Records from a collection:

::::

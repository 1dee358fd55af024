// src/infrastructure/notifications/email.rs
use super::rejection;
use crate::application::ports::notification::{ChannelError, EmailMessage, EmailSender};
use async_trait::async_trait;
use reqwest::Client;
use serde::Serialize;

/// Sends mail through an HTTP relay that accepts one JSON message per request.
#[derive(Clone)]
pub struct HttpEmailGateway {
    client: Client,
    endpoint: String,
    token: Option<String>,
}

#[derive(Serialize)]
struct RelayMessage<'a> {
    from: &'a str,
    to: Vec<&'a str>,
    subject: &'a str,
    text: &'a str,
}

impl HttpEmailGateway {
    pub fn new(client: Client, endpoint: impl Into<String>, token: Option<String>) -> Self {
        Self {
            client,
            endpoint: endpoint.into(),
            token,
        }
    }
}

#[async_trait]
impl EmailSender for HttpEmailGateway {
    async fn send(&self, message: &EmailMessage) -> Result<(), ChannelError> {
        let payload = RelayMessage {
            from: &message.from,
            to: message.to.iter().map(|addr| addr.as_str()).collect(),
            subject: &message.subject,
            text: &message.body,
        };

        let mut request = self.client.post(&self.endpoint).json(&payload);
        if let Some(token) = &self.token {
            request = request.bearer_auth(token);
        }
        let response = request
            .send()
            .await
            .map_err(|err| ChannelError::Transport(err.to_string()))?;

        if !response.status().is_success() {
            return Err(rejection(response).await);
        }
        tracing::debug!(recipients = message.to.len(), subject = %message.subject, "email relayed");
        Ok(())
    }
}

/// Console backend used when no relay is configured.
#[derive(Default, Clone)]
pub struct LogEmailSender;

#[async_trait]
impl EmailSender for LogEmailSender {
    async fn send(&self, message: &EmailMessage) -> Result<(), ChannelError> {
        tracing::info!(
            from = %message.from,
            recipients = message.to.len(),
            subject = %message.subject,
            body = %message.body,
            "email (console backend)"
        );
        Ok(())
    }
}

#[cfg(test)]
mod tests {
    use super::*;
    use crate::domain::user::EmailAddress;
    use wiremock::matchers::{body_json, header, method, path};
    use wiremock::{Mock, MockServer, ResponseTemplate};

    fn message() -> EmailMessage {
        EmailMessage {
            from: "desk@example.com".into(),
            to: vec![
                EmailAddress::new("a@example.com").unwrap(),
                EmailAddress::new("b@example.com").unwrap(),
            ],
            subject: "New Article Published: Budget".into(),
            body: "body".into(),
        }
    }

    #[tokio::test]
    async fn posts_one_message_for_all_recipients() {
        let server = MockServer::start().await;
        Mock::given(method("POST"))
            .and(path("/send"))
            .and(header("authorization", "Bearer relay-token"))
            .and(body_json(serde_json::json!({
                "from": "desk@example.com",
                "to": ["a@example.com", "b@example.com"],
                "subject": "New Article Published: Budget",
                "text": "body"
            })))
            .respond_with(ResponseTemplate::new(202))
            .expect(1)
            .mount(&server)
            .await;

        let gateway = HttpEmailGateway::new(
            Client::new(),
            format!("{}/send", server.uri()),
            Some("relay-token".into()),
        );
        gateway.send(&message()).await.unwrap();
    }

    #[tokio::test]
    async fn relay_errors_are_reported() {
        let server = MockServer::start().await;
        Mock::given(method("POST"))
            .respond_with(ResponseTemplate::new(503).set_body_string("down"))
            .mount(&server)
            .await;

        let gateway = HttpEmailGateway::new(Client::new(), server.uri(), None);
        let err = gateway.send(&message()).await.unwrap_err();
        assert!(matches!(err, ChannelError::Rejected { status: 503, ref body } if body == "down"));
    }
}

::::

EXERCISE INSTRUCTIONS
Among the lines of the data, which ones contain the word "token"? Show them.

SOLUTION TO THIS PROBLEM
    token: Option<String>,
    pub fn new(client: Client, endpoint: impl Into<String>, token: Option<String>) -> Self {
            token,
        if let Some(token) = &self.token {
            request = request.bearer_auth(token);
            .and(header("authorization", "Bearer relay-token"))
            Some("relay-token".into()),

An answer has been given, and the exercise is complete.